So I’m here. I’m settled. Well, sort of.
Over the past five weeks I’ve seen my fair share of sub-par living conditions. Dirt floors. Concrete pillows. Children romping through sludge-bubbling water. Blue tarp tents, rural, trackside. You know?
Actually, I read a great passage on the train ride down from Arundhati Roy’s book of political essays, The Algebra of Infinite Justice, (thanks Sam) a passage which I’ll post in full later on, saying something to the effect of: Of course India is a microcosm of the rest of the world…wealth and poverty existing side by side.
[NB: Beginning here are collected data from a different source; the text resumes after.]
// Copyright 2026 the Tripline Authors
// SPDX-License-Identifier: Apache-2.0 OR MIT

use tripline_model::GeoPoint;

use crate::bounds::{GeoBounds, ViewportRegion};
use crate::config::{ViewportConfig, ViewportPhase};

/// A single in-flight move between two regions.
///
/// The source is a copy taken when the flight started (possibly mid-way
/// through a previous flight), so retargeting never snaps back to an older
/// origin.
#[derive(Copy, Clone, Debug)]
struct Flight {
    from: GeoBounds,
    to: GeoBounds,
    start: f64,
    duration: f64,
}

impl Flight {
    /// The interpolated bounds at `now`, and whether the flight is done.
    fn sample(&self, now: f64) -> (GeoBounds, bool) {
        if self.duration <= 0.0 {
            return (self.to, true);
        }
        let t = ((now - self.start) / self.duration).clamp(0.0, 1.0);
        (self.from.lerp(self.to, ease_in_out(t)), t >= 1.0)
    }
}

/// Cubic ease-in-out over `t` in `[0, 1]`.
fn ease_in_out(t: f64) -> f64 {
    if t < 0.5 {
        4.0 * t * t * t
    } else {
        let u = 2.0 - 2.0 * t;
        1.0 - u * u * u / 2.0
    }
}

/// Owner of the map's visible region.
///
/// `ViewportController` is a two-state machine:
/// - **Overview**: no event focused. The target region is the padded
///   bounding region of every event coordinate in the itinerary (or
///   [`GeoBounds::WORLD`] for an empty itinerary).
/// - **Focused**: one event focused. The target region is the padded
///   bounding region of the focal coordinate plus its nearby places,
///   floored so it cannot shrink below a minimum span.
///
/// Every transition flies to the new target over the configured duration,
/// with one exception: the very first overview (initial load) is applied
/// instantaneously. A transition requested while a flight is in progress
/// retargets that flight from the current mid-flight region; there is never
/// a queue of pending flights.
///
/// Nothing else mutates the region. The host drives time by calling
/// [`ViewportController::advance`] with its monotonic clock and reads the
/// current region back with [`ViewportController::region`].
#[derive(Clone, Debug)]
pub struct ViewportController {
    config: ViewportConfig,
    phase: ViewportPhase,
    /// Overview target for the current itinerary; where `clear_focus` returns.
    overview: GeoBounds,
    /// Current (possibly mid-flight) bounds.
    current: GeoBounds,
    flight: Option<Flight>,
    /// False until the first overview has been applied.
    initialized: bool,
}

impl ViewportController {
    /// Creates a controller idling on the world region.
    #[must_use]
    pub fn new(config: ViewportConfig) -> Self {
        Self {
            config: config.normalized(),
            phase: ViewportPhase::Overview,
            overview: GeoBounds::WORLD,
            current: GeoBounds::WORLD,
            flight: None,
            initialized: false,
        }
    }

    /// Returns the active configuration (normalized).
    #[must_use]
    pub fn config(&self) -> ViewportConfig {
        self.config
    }

    /// Returns the current phase.
    #[must_use]
    pub fn phase(&self) -> ViewportPhase {
        self.phase
    }

    /// Returns `true` while a flight is in progress.
    #[must_use]
    pub fn is_animating(&self) -> bool {
        self.flight.is_some()
    }

    /// The region currently visible (mid-flight regions included).
    #[must_use]
    pub fn region(&self) -> ViewportRegion {
        self.region_of(self.current)
    }

    /// The region the controller is heading toward.
    ///
    /// Equal to [`ViewportController::region`] when no flight is active.
    #[must_use]
    pub fn target_region(&self) -> ViewportRegion {
        let bounds = self.flight.map_or(self.current, |flight| flight.to);
        self.region_of(bounds)
    }

    /// Recomputes the overview for a replaced itinerary and heads there.
    ///
    /// This is both the Overview → Overview transition on itinerary
    /// replacement and the target that [`ViewportController::clear_focus`]
    /// later returns to. The very first call is applied instantaneously
    /// (initial load); all later calls fly. Any in-flight animation is
    /// retargeted, which also covers cancelling a focus flight when the
    /// itinerary is replaced underneath it.
    pub fn set_overview<I>(&mut self, points: I, now: f64)
    where
        I: IntoIterator<Item = GeoPoint>,
    {
        let target = match GeoBounds::from_points(points) {
            Some(bounds) => bounds.padded(self.config.overview_padding),
            None => GeoBounds::WORLD,
        };
        self.overview = target;
        self.phase = ViewportPhase::Overview;
        if self.initialized {
            self.fly_to(target, now);
        } else {
            self.jump_to(target);
            self.initialized = true;
        }
    }

    /// Flies to the region framing a focused event and its satellites.
    ///
    /// `satellites` are the derived nearby-place coordinates; passing none
    /// still yields a valid fixed-radius region around the focal point.
    pub fn focus<I>(&mut self, focal: GeoPoint, satellites: I, now: f64)
    where
        I: IntoIterator<Item = GeoPoint>,
    {
        let mut bounds = GeoBounds::new(focal, focal);
        if let Some(extra) = GeoBounds::from_points(satellites) {
            bounds = bounds.union(extra);
        }
        let target = bounds
            .padded(self.config.focus_padding)
            .with_min_span(self.config.min_focus_span);
        self.phase = ViewportPhase::Focused;
        self.fly_to(target, now);
    }

    /// Returns to the overview of the current itinerary.
    ///
    /// A no-op when nothing is focused, so clearing an already-clear focus
    /// does not retrigger animation.
    pub fn clear_focus(&mut self, now: f64) {
        if self.phase == ViewportPhase::Focused {
            self.phase = ViewportPhase::Overview;
            self.fly_to(self.overview, now);
        }
    }

    /// Advances the flight clock; returns `true` while still animating.
    pub fn advance(&mut self, now: f64) -> bool {
        if let Some(flight) = self.flight {
            let (bounds, done) = flight.sample(now);
            self.current = bounds;
            if done {
                self.flight = None;
            }
        }
        self.flight.is_some()
    }

    /// Snapshot of the controller state for debugging and inspection.
    #[must_use]
    pub fn debug_info(&self) -> ViewportDebugInfo {
        ViewportDebugInfo {
            phase: self.phase,
            region: self.region(),
            target_region: self.target_region(),
            is_animating: self.is_animating(),
            initialized: self.initialized,
            config: self.config,
        }
    }

    fn region_of(&self, bounds: GeoBounds) -> ViewportRegion {
        ViewportRegion::from_bounds(bounds, self.config.min_zoom, self.config.max_zoom)
    }

    fn jump_to(&mut self, target: GeoBounds) {
        self.current = target;
        self.flight = None;
    }

    /// Starts or retargets a flight toward `target`.
    ///
    /// Guarantees at most one active flight whose target is the most recent
    /// request. Re-requesting the active target (or the current region when
    /// idle) changes nothing, which is what makes repeated identical focus
    /// signals animation-stable.
    fn fly_to(&mut self, target: GeoBounds, now: f64) {
        match self.flight {
            Some(flight) if flight.to == target => return,
            Some(flight) => {
                // Continue from wherever the cancelled flight got to.
                let (bounds, _) = flight.sample(now);
                self.current = bounds;
            }
            None if self.current == target => return,
            None => {}
        }
        if self.config.flight_duration <= 0.0 {
            self.jump_to(target);
            return;
        }
        self.flight = Some(Flight {
            from: self.current,
            to: target,
            start: now,
            duration: self.config.flight_duration,
        });
    }
}

/// Debug snapshot of a [`ViewportController`] state.
#[derive(Copy, Clone, Debug)]
pub struct ViewportDebugInfo {
    /// Current phase.
    pub phase: ViewportPhase,
    /// Current (possibly mid-flight) region.
    pub region: ViewportRegion,
    /// Region the controller is heading toward.
    pub target_region: ViewportRegion,
    /// Whether a flight is in progress.
    pub is_animating: bool,
    /// Whether the first overview has been applied yet.
    pub initialized: bool,
    /// Active configuration.
    pub config: ViewportConfig,
}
The difference is that in India, your face is smashed right up against it.
So anyway, I’m very happy where I am, and am very fond of the NGO where I'll be staying. It’s certainly a matter of perspective, when it comes to living conditions, and I’ve seen far, far, far, far worse. That said, I had to vacate my initial room here, on account of my own discomfort/paranoia. I need to be healthy to work – and the five bug bites I received the first night, after preparing for bed in a room with only bars and wooden shutters for windows, made me worry, perhaps excessively, that I was on the fast track to acquiring Malaria, Dengue, Japanese Encephalitis, “Chick”, or one of the other gifts the local mosquitoes have to offer.
The people here have been more than accommodating – kind and concerned – and though it sounds worse than it is, for the last two nights I’ve slept in the conference of the NGO (it’s right next door to the founders' house – nearly attached). Tonight I’ll be moving into said house. I’m flexible, for what it’s worth.
On another note, I now have a phone. Here’s the number: +91 990 860 9590. If you use Skype, it's something like 15c per minute to call my mobile. Would love to hear from you.
I’ll post the story about actually getting that number next time…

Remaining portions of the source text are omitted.